In the pantheon of revered Swiss watchmakers, Girard-Perregaux is one of the gods. It can trace its history back to 1791, when Jean-Francois Bautte founded it in Geneva. His vision was to unite all the craftsmen needed to take a watch from the design phase to completion, so the company could control every step.
Girard-Perregaux is the originator of some of the standard innovations of modern watchmaking. In the 1880s, they produced wristwatches for officers of Kaiser Wilhelm I's navy, the world's first commercial production of these items. In 1965 they designed a watch movement capable of 36,000 beats per hour, now the standard for all fine timepieces. Two years later, they were awarded the Centenary Award of the Astronomical Observatory de Neuchatel for their contributions to watchmaking.
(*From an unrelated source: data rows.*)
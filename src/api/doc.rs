//! OpenAPI documentation definitions.

use utoipa::OpenApi;

use crate::api::dto;
use crate::cache::CacheStats;

pub const HEALTH_TAG: &str = "health";
pub const USERS_TAG: &str = "users";
pub const POSTS_TAG: &str = "posts";

/// OpenAPI document for the DevMate API.
#[derive(OpenApi)]
#[openapi(
    info(
        title = "DevMate API",
        description = "Developer social platform API with a Redis-backed response cache"
    ),
    paths(
        crate::api::handlers::health::health_check,
        crate::api::handlers::health::cache_stats,
        crate::api::handlers::health::reset_cache_stats,
        crate::api::handlers::users::get_user,
        crate::api::handlers::users::update_user,
        crate::api::handlers::posts::get_feed,
        crate::api::handlers::posts::get_trending,
        crate::api::handlers::posts::create_post,
        crate::api::handlers::posts::like_post,
    ),
    components(schemas(
        dto::HealthResponse,
        dto::ServicesStatus,
        dto::ServiceHealth,
        dto::CacheStatsResponse,
        dto::CacheInfo,
        CacheStats,
        dto::UserResponse,
        dto::UpdateUserRequest,
        dto::PostResponse,
        dto::CreatePostRequest,
    )),
    tags(
        (name = HEALTH_TAG, description = "Health and cache diagnostics"),
        (name = USERS_TAG, description = "User profiles"),
        (name = POSTS_TAG, description = "News feed and trending")
    )
)]
pub struct ApiDoc;
//! Logging setup built on tracing / tracing-subscriber.
//!
//! Initialized once at process start from [`LoggerConfig`]; `RUST_LOG`
//! overrides the configured level when set.

use serde::{Deserialize, Serialize};
use thiserror::Error;
use tracing_subscriber::EnvFilter;

/// Logger initialization errors.
#[derive(Debug, Error)]
pub enum LoggerError {
    #[error("Invalid log level: {0}")]
    InvalidLevel(String),

    #[error("Logger already initialized")]
    AlreadyInitialized,
}

/// Output format for log records.
#[derive(Debug, Clone, Copy, PartialEq, Eq, Serialize, Deserialize, Default)]
#[serde(rename_all = "lowercase")]
pub enum LogFormat {
    /// Human-readable single-line output
    #[default]
    Text,
    /// Structured JSON output
    Json,
}

fn default_level() -> String {
    "info".to_string()
}

/// Logger configuration
#[derive(Debug, Clone, PartialEq, Eq, Serialize, Deserialize)]
pub struct LoggerConfig {
    /// Minimum level: trace, debug, info, warn, error
    #[serde(default = "default_level")]
    pub level: String,

    /// Output format
    #[serde(default)]
    pub format: LogFormat,
}

impl Default for LoggerConfig {
    fn default() -> Self {
        Self {
            level: default_level(),
            format: LogFormat::default(),
        }
    }
}

/// Initialize the global tracing subscriber.
pub fn init_logger(config: &LoggerConfig) -> Result<(), LoggerError> {
    let filter = EnvFilter::try_from_default_env()
        .or_else(|_| EnvFilter::try_new(&config.level))
        .map_err(|_| LoggerError::InvalidLevel(config.level.clone()))?;

    let builder = tracing_subscriber::fmt().with_env_filter(filter);

    let result = match config.format {
        LogFormat::Json => builder.json().try_init(),
        LogFormat::Text => builder.try_init(),
    };

    result.map_err(|_| LoggerError::AlreadyInitialized)
}

#[cfg(test)]
mod tests {
    use super::*;

    #[test]
    fn default_config_is_info_text() {
        let config = LoggerConfig::default();
        assert_eq!(config.level, "info");
        assert_eq!(config.format, LogFormat::Text);
    }

    #[test]
    fn format_parses_from_toml() {
        let config: LoggerConfig = toml::from_str("format = \"json\"").unwrap();
        assert_eq!(config.format, LogFormat::Json);
    }
}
One of the icons for which Girard-Perregaux is known is the Tourbillon with Three Bridges. In this model, a skeletized dial reveals a tourbillon behind three gold bars, which are both functioning pieces of the mechanism and design elements. The movement of this timepiece is so precise that it was awarded a gold medal at the Universal Exposition in Paris in 1889. The design, long out of production, was revived in 1980.
The revival of classic designs has proven successful for Girard-Perregaux on more than one occasion. Their popular Vintage 1945 line is the rebirth of an art deco design, while the Girard-Perregaux 1966 line revisits a year when the firm dazzled the watchmaking world by winning an impressive list of awards.